Bueno, este hilo es para quejarme especialmente a este moderador que...


...digo, que... ¡felicidades Ariel!  :302: 

*¡¡¡FELICIDADES!!!*
.

----------


## LuisJOlmedo

Me sumo, felicidades Ariel!!

----------


## Pulgas

¡Como sigas así, m ealcanzas!
Felicidades, majete.

----------


## Iban

Ehte... ché, víiihte? Sos un boluuudo... Cumplíhte aaaaños y no dihíhte nAaada? Andáte acá que oh felisíiite...

----------


## t.barrie

¡¡¡¡Ariel,muchas felicidades!!!

Habrá barbacoa en tu casa para celebrarlo ¿no? , Gracias por pagarnos el billete de avión a todos los foreros del otro lado del charco. Un detalle!!! :001 302:  :001 302:

----------


## barajasdemelo

*24/10-22/11 Escorpio
FELICIDADES* -->

----------


## Iban

> ¡¡¡¡Ariel,muchas felicidades!!!
> 
> Habrá barbacoa en tu casa para celebrarlo ¿no? , Gracias por pagarnos el billete de avión a todos los foreros del otro lado del charco. Un detalle!!!

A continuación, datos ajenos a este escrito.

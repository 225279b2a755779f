//! Variable export parsing.
//!
//! Reads the JSON document produced by the design tool's variable export
//! into an [`Export`]. Only the shape needed for resolution is checked.

use std::path::Path;

use crate::error::{StrataError, Result};
use crate::types::Export;

/// Parse an export document from a JSON string.
pub fn parse_export(source: &str) -> Result<Export> {
    serde_json::from_str(source).map_err(|e| StrataError::Parse {
        message: format!("Invalid variable export: {}", e),
        help: Some(
            "Expected a JSON object with a `collections` array of {id, name, modes, variables}"
                .to_string(),
        ),
    })
}

/// Read and parse an export document from disk.
pub fn load_export(path: &Path) -> Result<Export> {
    let source = std::fs::read_to_string(path).map_err(|e| StrataError::Io {
        path: path.to_path_buf(),
        message: format!("Failed to read variable export: {}", e),
    })?;

    parse_export(&source)
}

#[cfg(test)]
mod tests {
    use super::*;
    use crate::types::{ModeValue, RawLiteral, ResolvedKind, RgbaColor};

    const EXPORT: &str = r#"{
        "collections": [
            {
                "id": "VariableCollectionId:1:1",
                "name": "Color Primitive",
                "modes": [{ "modeId": "1:0", "name": "Value" }],
                "variables": [
                    {
                        "id": "VariableID:1:2",
                        "name": "Color/Red/500",
                        "resolvedType": "COLOR",
                        "description": "Signal red",
                        "valuesByMode": { "1:0": { "r": 0.867, "g": 0, "b": 0, "a": 1 } }
                    },
                    {
                        "id": "VariableID:1:3",
                        "name": "Color/Brand",
                        "resolvedType": "COLOR",
                        "valuesByMode": { "1:0": { "type": "VARIABLE_ALIAS", "id": "VariableID:1:2" } }
                    },
                    {
                        "id": "VariableID:1:4",
                        "name": "Font/Weight/Bold",
                        "resolvedType": "FLOAT",
                        "valuesByMode": { "1:0": "700px", "1:1": 700, "1:2": null }
                    }
                ]
            }
        ]
    }"#;

    #[test]
    fn test_parse_export_collections() {
        let export = parse_export(EXPORT).unwrap();
        assert_eq!(export.collections.len(), 1);

        let collection = &export.collections[0];
        assert_eq!(collection.name, "Color Primitive");
        assert_eq!(collection.modes[0].mode_id, "1:0");
        assert_eq!(collection.variables.len(), 3);
    }

    #[test]
    fn test_parse_color_literal() {
        let export = parse_export(EXPORT).unwrap();
        let red = &export.collections[0].variables[0];

        assert_eq!(red.resolved_kind, ResolvedKind::Color);
        assert_eq!(red.description(), Some("Signal red"));
        assert_eq!(
            red.values_by_mode["1:0"],
            Some(ModeValue::Literal(RawLiteral::Color(RgbaColor::new(
                0.867, 0.0, 0.0, 1.0
            ))))
        );
    }

    #[test]
    fn test_parse_alias() {
        let export = parse_export(EXPORT).unwrap();
        let brand = &export.collections[0].variables[1];
        assert_eq!(
            brand.values_by_mode["1:0"],
            Some(ModeValue::alias("VariableID:1:2"))
        );
    }

    #[test]
    fn test_parse_mixed_literals_keep_mode_order() {
        let export = parse_export(EXPORT).unwrap();
        let weight = &export.collections[0].variables[2];

        let modes: Vec<&str> = weight.values_by_mode.keys().map(|k| k.as_str()).collect();
        assert_eq!(modes, vec!["1:0", "1:1", "1:2"]);
        assert_eq!(weight.values_by_mode["1:0"], Some(ModeValue::text("700px")));
        assert_eq!(weight.values_by_mode["1:1"], Some(ModeValue::number(700.0)));
        assert_eq!(weight.values_by_mode["1:2"], None);
    }

    #[test]
    fn test_color_alpha_defaults_to_opaque() {
        let source = r#"{"collections":[{"id":"c","name":"C","variables":[
            {"id":"v","name":"X","resolvedType":"COLOR","valuesByMode":{"m":{"r":1,"g":1,"b":1}}}
        ]}]}"#;
        let export = parse_export(source).unwrap();
        assert_eq!(
            export.collections[0].variables[0].values_by_mode["m"],
            Some(ModeValue::color(1.0, 1.0, 1.0, 1.0))
        );
    }

    #[test]
    fn test_malformed_export_is_parse_error() {
        let err = parse_export("{ not json").unwrap_err();
        assert!(matches!(err, StrataError::Parse { .. }));

        let err = parse_export(r#"{"collections": [{"name": "missing id"}]}"#).unwrap_err();
        assert!(matches!(err, StrataError::Parse { .. }));
    }

    #[test]
    fn test_unknown_resolved_type_is_parse_error() {
        let source = r#"{"collections":[{"id":"c","name":"C","variables":[
            {"id":"v","name":"X","resolvedType":"GRADIENT","valuesByMode":{}}
        ]}]}"#;
        assert!(parse_export(source).is_err());
    }
}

Mientras no se le invite a Jeff, habrá carne para todos.

----------


## Ritxi

Felicidades ARIEL!!!

Nos debes una parrillada a cada uno de nosotros, lógicamente el viaje a Argentina en 1&#170; clase incluido!!

----------


## alvarovilla

Felicidades!!

----------


## S. Alexander

¡¡¡FELICIDADES CAMARADA!!!  :001 302:

----------


## KIKO M

felicidades fiera!

----------


## MagNity

Felicidades moderadas,...xD

----------


## Álvaro Oreja

Felicidades desde el otro lado del charco!

----------


## pujoman

yo tambien me uno a la felicitacion!!!!

FELICIDADES ARIEL!!!!!!!!!

que disfrutes del dia de hoy!

----------


## AHC

GRACIAS A TODOS Por las palabras.....lo estoy pasando de primera en casa...Que asadito va a salir !!!!!!!.... :Wink1: 

MUCHAS GRACIAS NUEVAMENTE A TODOS.

Abrazos
Ariel

----------


## Jimmy MX

faltaba yo!     Felicidades!!!!!!!!!!  :Party:

----------


## Juantan

Feeeeeliciiiidadesssss!!!!

Ummmmmm asadito ehhhhhh??

----------


## Coloclom

Felicidades argento, y mil gracias grosso.

----------


## AHC

> Feeeeeliciiiidadesssss!!!!
> 
> Ummmmmm asadito ehhhhhh??


 
Siiiiiiiiiiiiiiiiiiiiii

----------


## Juantan

Ya decía yo por que los argentinos son muy famosos por sus "asaditos"!!!!!!
Claro y por que sus restaurantes tan caros!! jejejejeje.
Pues que lo hayas disfrutado!
Un saludo!

----------


## S. Alexander

AHC... qué envidia... de cumple y yo estudiando... de comilona y yo con leche y galletas...  :O10: 

Que lo disfrutes, feliz cumple  :001 302:

----------